While we await the final decision that is due in October 2023, preparation to comply with the new regulation should begin now in order to show a track record of cybersecurity governance and of course to strengthen your defenses against rising cyber threats. Those firms that have significant gaps in their cyber program will find adoption by their staff more accepting than risking a ‘big bang’ approach. For some this can be a major cultural and behavioral shift, and takes time to have real and lasting effect

Below is a summary of the key takeaways from the webinar series. As always, Drawbridge is ready to assist you with your cyber requirements as we do with 1,100 clients in the alternative investment management space.

Risk assessment

  1. Perform a “Cyber Risk Assessment” on the business and learn where your greatest risks and vulnerabilities for cybersecurity lie.
  2. Third parties that handle your confidential staff, investor, trades and holdings data, must undertake a “Vendor Risk Assessment” process. This may include IT, HR, Fund Administration, Legal, etc.
  3. “Cloud Security Assessments” are suitable for firms that wish to verify their cyber risk findings, taking a ‘trust but verify’ approach to your core technology platform, such as Microsoft 365 or Google Workspace.
  4. Begin maintaining your records now to comply with the Record Keeping requirement of 5 years. This will include risk assessments as well as policies, reports, incidents, etc.

User awareness and training

  1. Ensure either your information security policy or employee handbook contain an acceptable use policy that applies to all staff.
  2. Prepare clearly defined roles and responsibilities for the positions in the firm that manage cybersecurity and incident response.
  3. Employ an awareness training program that focuses on the risks your business faces and includes phishing tests.

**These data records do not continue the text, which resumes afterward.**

//! API configuration loaded from environment variables.
//!
//! # Environment Variables
//!
//! ## Required
//! - `API_DATABASE_URL` - `PostgreSQL` connection string (falls back to `DATABASE_URL`)
//! - `JWT_SECRET` - Bearer token signing secret (min 32 chars, high entropy)
//!
//! ## Optional
//! - `API_HOST` - Bind address (default: 127.0.0.1)
//! - `API_PORT` - Listen port (default: 5000)
//! - `CORS_ALLOWED_ORIGINS` - Comma-separated origin allowlist (default: any origin)
//! - `CLOUDINARY_CLOUD_NAME` - Cloudinary cloud name (enables image uploads)
//! - `CLOUDINARY_API_KEY` - Cloudinary API key
//! - `CLOUDINARY_API_SECRET` - Cloudinary API secret
//! - `SENTRY_DSN` - Sentry error tracking DSN
//! - `SENTRY_ENVIRONMENT` - Sentry environment name
//! - `SENTRY_SAMPLE_RATE` - Sentry error sample rate (default: 1.0)
//! - `SENTRY_TRACES_SAMPLE_RATE` - Sentry traces sample rate (default: 1.0)

use std::collections::HashMap;
use std::net::{IpAddr, SocketAddr};

use secrecy::{ExposeSecret, SecretString};
use thiserror::Error;

const MIN_JWT_SECRET_LENGTH: usize = 32;
const MIN_ENTROPY_BITS_PER_CHAR: f64 = 3.3;

/// Blocklist of common placeholder patterns (case-insensitive)
const PLACEHOLDER_PATTERNS: &[&str] = &[
    "your-",
    "changeme",
    "replace",
    "placeholder",
    "example",
    "secret",
    "password",
    "xxx",
    "todo",
    "fixme",
    "insert",
    "enter-",
    "put-your",
    "add-your",
];

/// Configuration errors that can occur during loading.
#[derive(Debug, Error)]
pub enum ConfigError {
    #[error("Missing environment variable: {0}")]
    MissingEnvVar(String),
    #[error("Invalid environment variable {0}: {1}")]
    InvalidEnvVar(String, String),
    #[error("Insecure secret in {0}: {1}")]
    InsecureSecret(String, String),
}

/// API application configuration.
#[derive(Debug, Clone)]
pub struct ApiConfig {
    /// `PostgreSQL` database connection URL (contains password)
    pub database_url: SecretString,
    /// IP address to bind the server to
    pub host: IpAddr,
    /// Port to listen on
    pub port: u16,
    /// Bearer token signing secret
    pub jwt_secret: SecretString,
    /// Origins allowed by CORS; `None` means any origin (development)
    pub cors_allowed_origins: Option<Vec<String>>,
    /// Cloudinary image hosting (optional - uploads fail without it)
    pub cloudinary: Option<CloudinaryConfig>,
    /// Sentry DSN for error tracking
    pub sentry_dsn: Option<String>,
    /// Sentry environment (e.g., "development", "staging", "production")
    pub sentry_environment: Option<String>,
    /// Sentry error sample rate (0.0 to 1.0)
    pub sentry_sample_rate: f32,
    /// Sentry traces sample rate for performance monitoring (0.0 to 1.0)
    pub sentry_traces_sample_rate: f32,
}

/// Cloudinary image hosting configuration.
///
/// Implements `Debug` manually to redact the API secret.
#[derive(Clone)]
pub struct CloudinaryConfig {
    /// Cloudinary cloud name (part of the upload URL)
    pub cloud_name: String,
    /// Cloudinary API key
    pub api_key: String,
    /// Cloudinary API secret (signs upload requests)
    pub api_secret: SecretString,
}

impl std::fmt::Debug for CloudinaryConfig {
    fn fmt(&self, f: &mut std::fmt::Formatter<'_>) -> std::fmt::Result {
        f.debug_struct("CloudinaryConfig")
            .field("cloud_name", &self.cloud_name)
            .field("api_key", &self.api_key)
            .field("api_secret", &"[REDACTED]")
            .finish()
    }
}

impl CloudinaryConfig {
    fn from_env() -> Result<Option<Self>, ConfigError> {
        let cloud_name = get_optional_env("CLOUDINARY_CLOUD_NAME");
        let api_key = get_optional_env("CLOUDINARY_API_KEY");
        let api_secret = get_optional_env("CLOUDINARY_API_SECRET");

        match (cloud_name, api_key, api_secret) {
            (Some(cloud_name), Some(api_key), Some(api_secret)) => Ok(Some(Self {
                cloud_name,
                api_key,
                api_secret: SecretString::from(api_secret),
            })),
            (None, None, None) => Ok(None),
            _ => Err(ConfigError::InvalidEnvVar(
                "CLOUDINARY_*".to_string(),
                "CLOUDINARY_CLOUD_NAME, CLOUDINARY_API_KEY and CLOUDINARY_API_SECRET must be set together"
                    .to_string(),
            )),
        }
    }
}

impl ApiConfig {
    /// Load configuration from environment variables.
    ///
    /// Calls `dotenvy::dotenv()` to load from `.env` file if present.
    ///
    /// # Errors
    ///
    /// Returns `ConfigError` if required variables are missing, invalid, or
    /// if secrets fail validation (placeholder detection, entropy check).
    pub fn from_env() -> Result<Self, ConfigError> {
        // Load .env file if present (ignore errors if not found)
        let _ = dotenvy::dotenv();

        let database_url = get_database_url("API_DATABASE_URL")?;
        let host = get_env_or_default("API_HOST", "127.0.0.1")
            .parse::<IpAddr>()
            .map_err(|e| ConfigError::InvalidEnvVar("API_HOST".to_string(), e.to_string()))?;
        let port = get_env_or_default("API_PORT", "5000")
            .parse::<u16>()
            .map_err(|e| ConfigError::InvalidEnvVar("API_PORT".to_string(), e.to_string()))?;
        let jwt_secret = get_validated_secret("JWT_SECRET")?;
        validate_jwt_secret(&jwt_secret, "JWT_SECRET")?;

        let cors_allowed_origins = get_optional_env("CORS_ALLOWED_ORIGINS").map(|raw| {
            raw.split(',')
                .map(str::trim)
                .filter(|s| !s.is_empty())
                .map(String::from)
                .collect()
        });

        let cloudinary = CloudinaryConfig::from_env()?;
        let sentry_dsn = get_optional_env("SENTRY_DSN");
        let sentry_environment = get_optional_env("SENTRY_ENVIRONMENT");
        let sentry_sample_rate = get_optional_env("SENTRY_SAMPLE_RATE")
            .and_then(|s| s.parse().ok())
            .unwrap_or(1.0);
        let sentry_traces_sample_rate = get_optional_env("SENTRY_TRACES_SAMPLE_RATE")
            .and_then(|s| s.parse().ok())
            .unwrap_or(1.0);

        Ok(Self {
            database_url,
            host,
            port,
            jwt_secret,
            cors_allowed_origins,
            cloudinary,
            sentry_dsn,
            sentry_environment,
            sentry_sample_rate,
            sentry_traces_sample_rate,
        })
    }

    /// Returns the socket address for binding the server.
    #[must_use]
    pub const fn socket_addr(&self) -> SocketAddr {
        SocketAddr::new(self.host, self.port)
    }

    /// Returns a reference to the Cloudinary configuration (if configured).
    #[must_use]
    pub const fn cloudinary(&self) -> Option<&CloudinaryConfig> {
        self.cloudinary.as_ref()
    }
}

// =============================================================================
// Helper Functions
// =============================================================================

/// Get a required environment variable.
fn get_required_env(key: &str) -> Result<String, ConfigError> {
    std::env::var(key).map_err(|_| ConfigError::MissingEnvVar(key.to_string()))
}

/// Get database URL with fallback to generic `DATABASE_URL`.
fn get_database_url(primary_key: &str) -> Result<SecretString, ConfigError> {
    // Try primary key first (e.g., API_DATABASE_URL)
    if let Ok(value) = std::env::var(primary_key) {
        return Ok(SecretString::from(value));
    }
    // Fallback to generic DATABASE_URL (set by most hosting platforms)
    if let Ok(value) = std::env::var("DATABASE_URL") {
        return Ok(SecretString::from(value));
    }
    Err(ConfigError::MissingEnvVar(primary_key.to_string()))
}

/// Get an optional environment variable.
fn get_optional_env(key: &str) -> Option<String> {
    std::env::var(key).ok()
}

/// Get an environment variable with a default value.
fn get_env_or_default(key: &str, default: &str) -> String {
    std::env::var(key).unwrap_or_else(|_| default.to_string())
}

/// Validate that the JWT secret meets minimum length requirements.
fn validate_jwt_secret(secret: &SecretString, var_name: &str) -> Result<(), ConfigError> {
    let value = secret.expose_secret();
    if value.len() < MIN_JWT_SECRET_LENGTH {
        return Err(ConfigError::InsecureSecret(
            var_name.to_string(),
            format!(
                "must be at least {} characters (got {})",
                MIN_JWT_SECRET_LENGTH,
                value.len()
            ),
        ));
    }
    Ok(())
}

/// Calculate Shannon entropy in bits per character.
fn shannon_entropy(s: &str) -> f64 {
    if s.is_empty() {
        return 0.0;
    }

    let mut freq: HashMap<char, usize> = HashMap::new();
    for c in s.chars() {
        *freq.entry(c).or_insert(0) += 1;
    }

    #[allow(clippy::cast_precision_loss)] // String length will never exceed f64 precision
    let len = s.len() as f64;
    freq.values()
        .map(|&count| {
            #[allow(clippy::cast_precision_loss)] // Character count will never exceed f64 precision
            let p = count as f64 / len;
            -p * p.log2()
        })
        .sum()
}

/// Validate that a secret is not a placeholder and has sufficient entropy.
fn validate_secret_strength(secret: &str, var_name: &str) -> Result<(), ConfigError> {
    let lower = secret.to_lowercase();

    // Check blocklist
    for pattern in PLACEHOLDER_PATTERNS {
        if lower.contains(pattern) {
            return Err(ConfigError::InsecureSecret(
                var_name.to_string(),
                format!("appears to be a placeholder (contains '{pattern}')"),
            ));
        }
    }

    // Check entropy (real secrets have high entropy)
    let entropy = shannon_entropy(secret);
    if entropy < MIN_ENTROPY_BITS_PER_CHAR {
        return Err(ConfigError::InsecureSecret(
            var_name.to_string(),
            format!(
                "entropy too low ({entropy:.2} bits/char, need >= {MIN_ENTROPY_BITS_PER_CHAR:.1}). Use a randomly generated secret."
            ),
        ));
    }

    Ok(())
}

/// Load and validate a secret from environment.
fn get_validated_secret(key: &str) -> Result<SecretString, ConfigError> {
    let value = get_required_env(key)?;
    validate_secret_strength(&value, key)?;
    Ok(SecretString::from(value))
}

Employees represent one of the largest attack surfaces and behavioral changes are critical to protecting the firm.
  4. If applicable, look to tailored training for key risk business departments (e.g. Software Development teams should have targeted training towards cyber risks in software development).

Vulnerability management

  1. Deploy a vulnerability scanning solution that is suitable for the technical environment.
  2. Develop a patch management and mitigation policy with matching procedures for the business (and IT provider) to adhere to. Include how you will review the progress the team makes.
  3. If it is identified during your risk assessment or as a requirement by Investors/Allocators, perform appropriate Penetration Test(s).

Written cyber policies and procedures

  1. Do you have written policies and procedures in place?
  2. Have you reviewed your firms’ policies and procedures in the past 12 months?
  3. Are procedure items (annual assessments, quarterly phishing, etc.) outlined in your policies part of your compliance calendar?
  4. Have you considered the impact the new regulatory requirements will have on your policies and procedures, including new board oversight requirements?

Incident response

  1. Do you have an Incident Response Plan (IRP)?
  2. Have you reviewed your firms’ IRP in the past 12 months?
  3. Are you testing the effectiveness of your IRP annually?
  4. Do you have the documentation to evidence your testing?
  5. Have you considered the impact the new cybersecurity reporting requirements could impact your Firm in the event of a breach?